> Exercise brief: Among the records below, which lines contain the string "what"? Report them.

□ □ □

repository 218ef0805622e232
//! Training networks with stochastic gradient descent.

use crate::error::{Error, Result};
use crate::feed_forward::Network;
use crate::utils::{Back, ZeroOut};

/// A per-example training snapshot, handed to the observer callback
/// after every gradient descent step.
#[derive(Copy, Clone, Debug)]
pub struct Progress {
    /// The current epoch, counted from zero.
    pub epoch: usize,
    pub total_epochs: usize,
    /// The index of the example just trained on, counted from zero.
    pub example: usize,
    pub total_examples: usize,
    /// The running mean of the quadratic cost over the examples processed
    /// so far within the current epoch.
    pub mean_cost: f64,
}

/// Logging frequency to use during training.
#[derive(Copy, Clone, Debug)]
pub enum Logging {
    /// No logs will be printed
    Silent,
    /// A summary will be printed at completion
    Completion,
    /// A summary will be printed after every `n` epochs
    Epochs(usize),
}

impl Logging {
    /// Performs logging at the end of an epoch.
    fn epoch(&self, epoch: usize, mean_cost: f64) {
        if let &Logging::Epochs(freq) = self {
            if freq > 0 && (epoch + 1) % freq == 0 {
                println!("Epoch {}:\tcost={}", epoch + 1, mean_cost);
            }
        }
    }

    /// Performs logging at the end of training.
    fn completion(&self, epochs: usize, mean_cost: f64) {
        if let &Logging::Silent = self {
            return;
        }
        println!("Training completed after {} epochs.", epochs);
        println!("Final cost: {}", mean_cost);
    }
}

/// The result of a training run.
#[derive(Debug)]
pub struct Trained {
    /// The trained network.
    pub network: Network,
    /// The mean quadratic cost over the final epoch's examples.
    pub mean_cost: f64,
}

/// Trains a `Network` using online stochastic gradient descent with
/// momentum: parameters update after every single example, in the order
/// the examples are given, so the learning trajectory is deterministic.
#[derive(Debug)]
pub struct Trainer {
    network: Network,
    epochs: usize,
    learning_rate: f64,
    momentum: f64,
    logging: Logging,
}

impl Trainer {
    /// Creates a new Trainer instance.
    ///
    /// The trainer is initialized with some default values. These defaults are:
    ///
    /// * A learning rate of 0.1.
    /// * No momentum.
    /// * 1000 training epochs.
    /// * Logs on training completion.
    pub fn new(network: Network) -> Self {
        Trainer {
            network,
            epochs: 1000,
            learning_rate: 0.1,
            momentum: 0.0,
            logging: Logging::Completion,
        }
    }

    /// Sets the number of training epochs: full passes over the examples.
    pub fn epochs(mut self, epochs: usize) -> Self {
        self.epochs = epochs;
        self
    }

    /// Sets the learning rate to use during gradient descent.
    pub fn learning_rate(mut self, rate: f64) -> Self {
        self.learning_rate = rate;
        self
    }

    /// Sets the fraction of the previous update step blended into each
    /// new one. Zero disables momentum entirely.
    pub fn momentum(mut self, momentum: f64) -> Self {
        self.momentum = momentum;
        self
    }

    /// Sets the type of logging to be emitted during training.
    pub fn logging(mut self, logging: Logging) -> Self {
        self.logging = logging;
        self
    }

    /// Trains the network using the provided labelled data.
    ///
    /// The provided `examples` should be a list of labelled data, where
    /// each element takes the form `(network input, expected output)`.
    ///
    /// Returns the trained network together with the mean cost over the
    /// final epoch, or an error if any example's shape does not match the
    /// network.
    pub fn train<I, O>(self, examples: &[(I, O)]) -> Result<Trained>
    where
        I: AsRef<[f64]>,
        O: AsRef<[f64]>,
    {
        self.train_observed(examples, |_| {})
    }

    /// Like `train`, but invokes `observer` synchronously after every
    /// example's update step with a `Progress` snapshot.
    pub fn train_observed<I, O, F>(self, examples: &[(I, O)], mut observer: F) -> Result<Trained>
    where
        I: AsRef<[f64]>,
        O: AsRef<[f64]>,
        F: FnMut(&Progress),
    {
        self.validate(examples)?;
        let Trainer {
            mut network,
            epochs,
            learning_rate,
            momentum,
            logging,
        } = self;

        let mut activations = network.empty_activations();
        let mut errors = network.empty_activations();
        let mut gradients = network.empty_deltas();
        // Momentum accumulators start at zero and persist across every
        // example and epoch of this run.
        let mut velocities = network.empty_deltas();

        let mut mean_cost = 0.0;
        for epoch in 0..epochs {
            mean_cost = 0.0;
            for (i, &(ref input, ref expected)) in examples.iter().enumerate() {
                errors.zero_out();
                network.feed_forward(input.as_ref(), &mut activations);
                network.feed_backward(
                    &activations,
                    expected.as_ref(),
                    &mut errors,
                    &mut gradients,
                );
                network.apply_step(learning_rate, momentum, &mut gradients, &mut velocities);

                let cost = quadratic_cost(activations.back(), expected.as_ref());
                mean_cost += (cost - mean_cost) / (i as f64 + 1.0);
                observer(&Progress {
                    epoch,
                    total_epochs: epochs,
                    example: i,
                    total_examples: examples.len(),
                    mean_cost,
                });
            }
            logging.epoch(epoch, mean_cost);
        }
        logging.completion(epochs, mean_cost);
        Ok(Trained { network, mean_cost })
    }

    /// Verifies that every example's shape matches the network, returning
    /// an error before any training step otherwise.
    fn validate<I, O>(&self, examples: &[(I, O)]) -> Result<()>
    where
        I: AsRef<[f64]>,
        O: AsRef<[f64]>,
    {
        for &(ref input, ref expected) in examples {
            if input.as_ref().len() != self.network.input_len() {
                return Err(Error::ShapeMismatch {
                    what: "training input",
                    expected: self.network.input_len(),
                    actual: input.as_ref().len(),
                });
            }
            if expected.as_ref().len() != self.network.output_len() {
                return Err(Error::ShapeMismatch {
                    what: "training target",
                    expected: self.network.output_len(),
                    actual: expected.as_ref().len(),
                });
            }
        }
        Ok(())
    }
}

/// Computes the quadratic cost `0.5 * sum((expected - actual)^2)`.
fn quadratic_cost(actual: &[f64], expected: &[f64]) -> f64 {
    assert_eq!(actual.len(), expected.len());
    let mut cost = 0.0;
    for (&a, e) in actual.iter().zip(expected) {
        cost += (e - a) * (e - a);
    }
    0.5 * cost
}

□ □ □

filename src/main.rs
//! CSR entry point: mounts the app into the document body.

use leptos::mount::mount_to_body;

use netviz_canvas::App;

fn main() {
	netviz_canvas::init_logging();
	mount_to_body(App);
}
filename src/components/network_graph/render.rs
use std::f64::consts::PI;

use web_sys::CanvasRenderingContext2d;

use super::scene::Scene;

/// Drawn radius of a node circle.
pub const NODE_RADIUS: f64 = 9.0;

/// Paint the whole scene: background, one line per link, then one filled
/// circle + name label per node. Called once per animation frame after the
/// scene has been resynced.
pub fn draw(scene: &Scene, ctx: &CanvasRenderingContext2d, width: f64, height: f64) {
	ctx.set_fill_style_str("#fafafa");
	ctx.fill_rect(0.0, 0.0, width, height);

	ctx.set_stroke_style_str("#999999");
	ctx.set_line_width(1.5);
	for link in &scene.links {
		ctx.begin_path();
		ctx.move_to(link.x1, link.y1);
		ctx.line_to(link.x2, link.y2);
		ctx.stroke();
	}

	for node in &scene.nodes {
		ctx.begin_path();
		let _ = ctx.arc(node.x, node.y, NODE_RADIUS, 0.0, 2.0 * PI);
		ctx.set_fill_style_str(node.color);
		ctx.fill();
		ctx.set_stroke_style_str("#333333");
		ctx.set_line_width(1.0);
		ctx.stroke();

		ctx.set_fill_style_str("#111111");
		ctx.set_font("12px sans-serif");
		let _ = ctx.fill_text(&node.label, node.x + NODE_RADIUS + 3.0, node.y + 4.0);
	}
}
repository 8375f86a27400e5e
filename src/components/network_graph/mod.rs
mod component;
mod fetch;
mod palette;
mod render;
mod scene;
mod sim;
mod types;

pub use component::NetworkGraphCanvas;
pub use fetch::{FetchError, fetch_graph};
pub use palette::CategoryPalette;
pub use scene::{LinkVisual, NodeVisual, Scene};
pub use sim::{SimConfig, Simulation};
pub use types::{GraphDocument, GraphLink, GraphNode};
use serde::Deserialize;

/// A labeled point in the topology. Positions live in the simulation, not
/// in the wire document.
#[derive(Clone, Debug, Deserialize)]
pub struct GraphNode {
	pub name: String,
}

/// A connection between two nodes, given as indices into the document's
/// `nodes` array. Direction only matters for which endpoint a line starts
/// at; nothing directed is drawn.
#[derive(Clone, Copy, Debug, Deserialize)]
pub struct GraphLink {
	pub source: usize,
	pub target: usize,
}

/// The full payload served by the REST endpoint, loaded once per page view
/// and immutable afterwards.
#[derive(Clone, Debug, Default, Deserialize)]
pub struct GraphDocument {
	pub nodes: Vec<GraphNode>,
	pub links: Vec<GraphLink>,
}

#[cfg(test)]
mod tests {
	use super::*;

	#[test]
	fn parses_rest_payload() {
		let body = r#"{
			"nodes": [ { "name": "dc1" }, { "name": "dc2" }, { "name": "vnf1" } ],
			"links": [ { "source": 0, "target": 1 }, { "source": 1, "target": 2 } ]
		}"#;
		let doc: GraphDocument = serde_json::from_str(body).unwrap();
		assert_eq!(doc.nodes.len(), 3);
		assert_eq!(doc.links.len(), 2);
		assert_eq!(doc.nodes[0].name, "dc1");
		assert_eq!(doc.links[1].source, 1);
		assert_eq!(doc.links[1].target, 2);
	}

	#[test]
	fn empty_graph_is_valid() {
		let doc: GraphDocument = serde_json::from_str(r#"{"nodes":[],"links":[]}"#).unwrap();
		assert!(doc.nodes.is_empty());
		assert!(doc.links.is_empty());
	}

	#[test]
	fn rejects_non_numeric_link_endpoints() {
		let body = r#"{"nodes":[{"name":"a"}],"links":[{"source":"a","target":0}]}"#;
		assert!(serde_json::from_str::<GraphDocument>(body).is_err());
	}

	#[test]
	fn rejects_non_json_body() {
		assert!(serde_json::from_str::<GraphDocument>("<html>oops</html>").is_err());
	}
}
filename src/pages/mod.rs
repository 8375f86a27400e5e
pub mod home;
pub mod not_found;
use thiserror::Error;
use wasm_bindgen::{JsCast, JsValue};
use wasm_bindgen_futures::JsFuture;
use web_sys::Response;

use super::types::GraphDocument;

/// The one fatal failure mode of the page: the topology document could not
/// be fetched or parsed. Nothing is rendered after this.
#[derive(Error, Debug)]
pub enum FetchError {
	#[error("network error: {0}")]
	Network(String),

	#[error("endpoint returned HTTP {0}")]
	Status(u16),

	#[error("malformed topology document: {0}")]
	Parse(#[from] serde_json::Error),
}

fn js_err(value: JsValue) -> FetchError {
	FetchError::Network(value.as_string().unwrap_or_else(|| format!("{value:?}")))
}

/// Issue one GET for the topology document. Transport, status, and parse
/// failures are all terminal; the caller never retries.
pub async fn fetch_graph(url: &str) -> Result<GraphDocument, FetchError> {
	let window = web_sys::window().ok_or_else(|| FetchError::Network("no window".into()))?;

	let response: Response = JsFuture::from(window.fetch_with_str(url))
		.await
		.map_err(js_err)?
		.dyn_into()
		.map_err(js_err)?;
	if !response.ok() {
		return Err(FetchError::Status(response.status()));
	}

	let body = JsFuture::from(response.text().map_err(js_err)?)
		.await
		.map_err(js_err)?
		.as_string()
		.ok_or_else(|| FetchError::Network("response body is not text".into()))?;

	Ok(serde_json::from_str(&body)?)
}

□ □ □

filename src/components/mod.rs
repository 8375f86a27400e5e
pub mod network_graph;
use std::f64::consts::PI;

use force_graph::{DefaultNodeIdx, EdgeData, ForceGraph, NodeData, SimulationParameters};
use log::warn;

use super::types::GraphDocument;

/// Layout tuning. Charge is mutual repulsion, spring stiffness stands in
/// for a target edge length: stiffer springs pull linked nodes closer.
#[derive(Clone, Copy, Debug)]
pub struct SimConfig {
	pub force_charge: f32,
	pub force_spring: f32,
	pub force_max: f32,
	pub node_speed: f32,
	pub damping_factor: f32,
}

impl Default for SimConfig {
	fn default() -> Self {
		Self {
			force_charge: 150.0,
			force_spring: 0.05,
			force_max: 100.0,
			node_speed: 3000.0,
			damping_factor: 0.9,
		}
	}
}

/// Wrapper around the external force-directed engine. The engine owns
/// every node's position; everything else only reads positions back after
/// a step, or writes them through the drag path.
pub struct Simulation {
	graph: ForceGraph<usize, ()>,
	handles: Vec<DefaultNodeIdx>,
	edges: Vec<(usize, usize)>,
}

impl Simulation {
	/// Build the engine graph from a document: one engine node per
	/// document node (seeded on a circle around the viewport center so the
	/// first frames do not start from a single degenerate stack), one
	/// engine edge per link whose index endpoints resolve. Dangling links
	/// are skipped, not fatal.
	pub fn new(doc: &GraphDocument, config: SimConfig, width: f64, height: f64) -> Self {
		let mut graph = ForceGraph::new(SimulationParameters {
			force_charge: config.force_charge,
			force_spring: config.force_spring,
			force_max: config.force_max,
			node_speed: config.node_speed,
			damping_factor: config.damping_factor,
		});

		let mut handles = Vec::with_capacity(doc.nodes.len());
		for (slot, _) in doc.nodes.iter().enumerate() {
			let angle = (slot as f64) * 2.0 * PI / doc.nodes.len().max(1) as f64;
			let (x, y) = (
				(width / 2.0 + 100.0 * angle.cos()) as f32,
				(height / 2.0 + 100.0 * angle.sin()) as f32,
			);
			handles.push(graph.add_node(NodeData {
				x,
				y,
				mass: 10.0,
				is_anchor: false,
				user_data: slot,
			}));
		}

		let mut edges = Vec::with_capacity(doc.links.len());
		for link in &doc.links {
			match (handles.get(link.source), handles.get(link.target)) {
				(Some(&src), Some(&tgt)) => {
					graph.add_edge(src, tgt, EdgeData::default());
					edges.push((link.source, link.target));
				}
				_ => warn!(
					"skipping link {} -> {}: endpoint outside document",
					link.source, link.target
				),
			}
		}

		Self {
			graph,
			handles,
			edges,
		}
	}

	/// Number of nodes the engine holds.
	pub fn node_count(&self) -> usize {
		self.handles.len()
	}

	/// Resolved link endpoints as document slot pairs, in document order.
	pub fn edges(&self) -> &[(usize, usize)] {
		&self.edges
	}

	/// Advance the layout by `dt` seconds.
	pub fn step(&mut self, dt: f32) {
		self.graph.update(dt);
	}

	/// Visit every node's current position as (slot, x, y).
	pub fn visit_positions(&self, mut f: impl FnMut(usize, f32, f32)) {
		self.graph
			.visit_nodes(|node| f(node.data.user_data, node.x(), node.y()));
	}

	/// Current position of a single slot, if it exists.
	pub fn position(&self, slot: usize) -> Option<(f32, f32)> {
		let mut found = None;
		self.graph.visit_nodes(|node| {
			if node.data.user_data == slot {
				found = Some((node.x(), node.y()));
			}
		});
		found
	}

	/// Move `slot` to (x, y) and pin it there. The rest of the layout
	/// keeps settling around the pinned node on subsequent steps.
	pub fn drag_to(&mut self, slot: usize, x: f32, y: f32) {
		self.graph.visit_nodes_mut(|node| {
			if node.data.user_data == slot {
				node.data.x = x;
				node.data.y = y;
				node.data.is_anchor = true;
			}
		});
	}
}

□ □ □

> Answer to this exercise:
                    what: "training input",
                    what: "training target",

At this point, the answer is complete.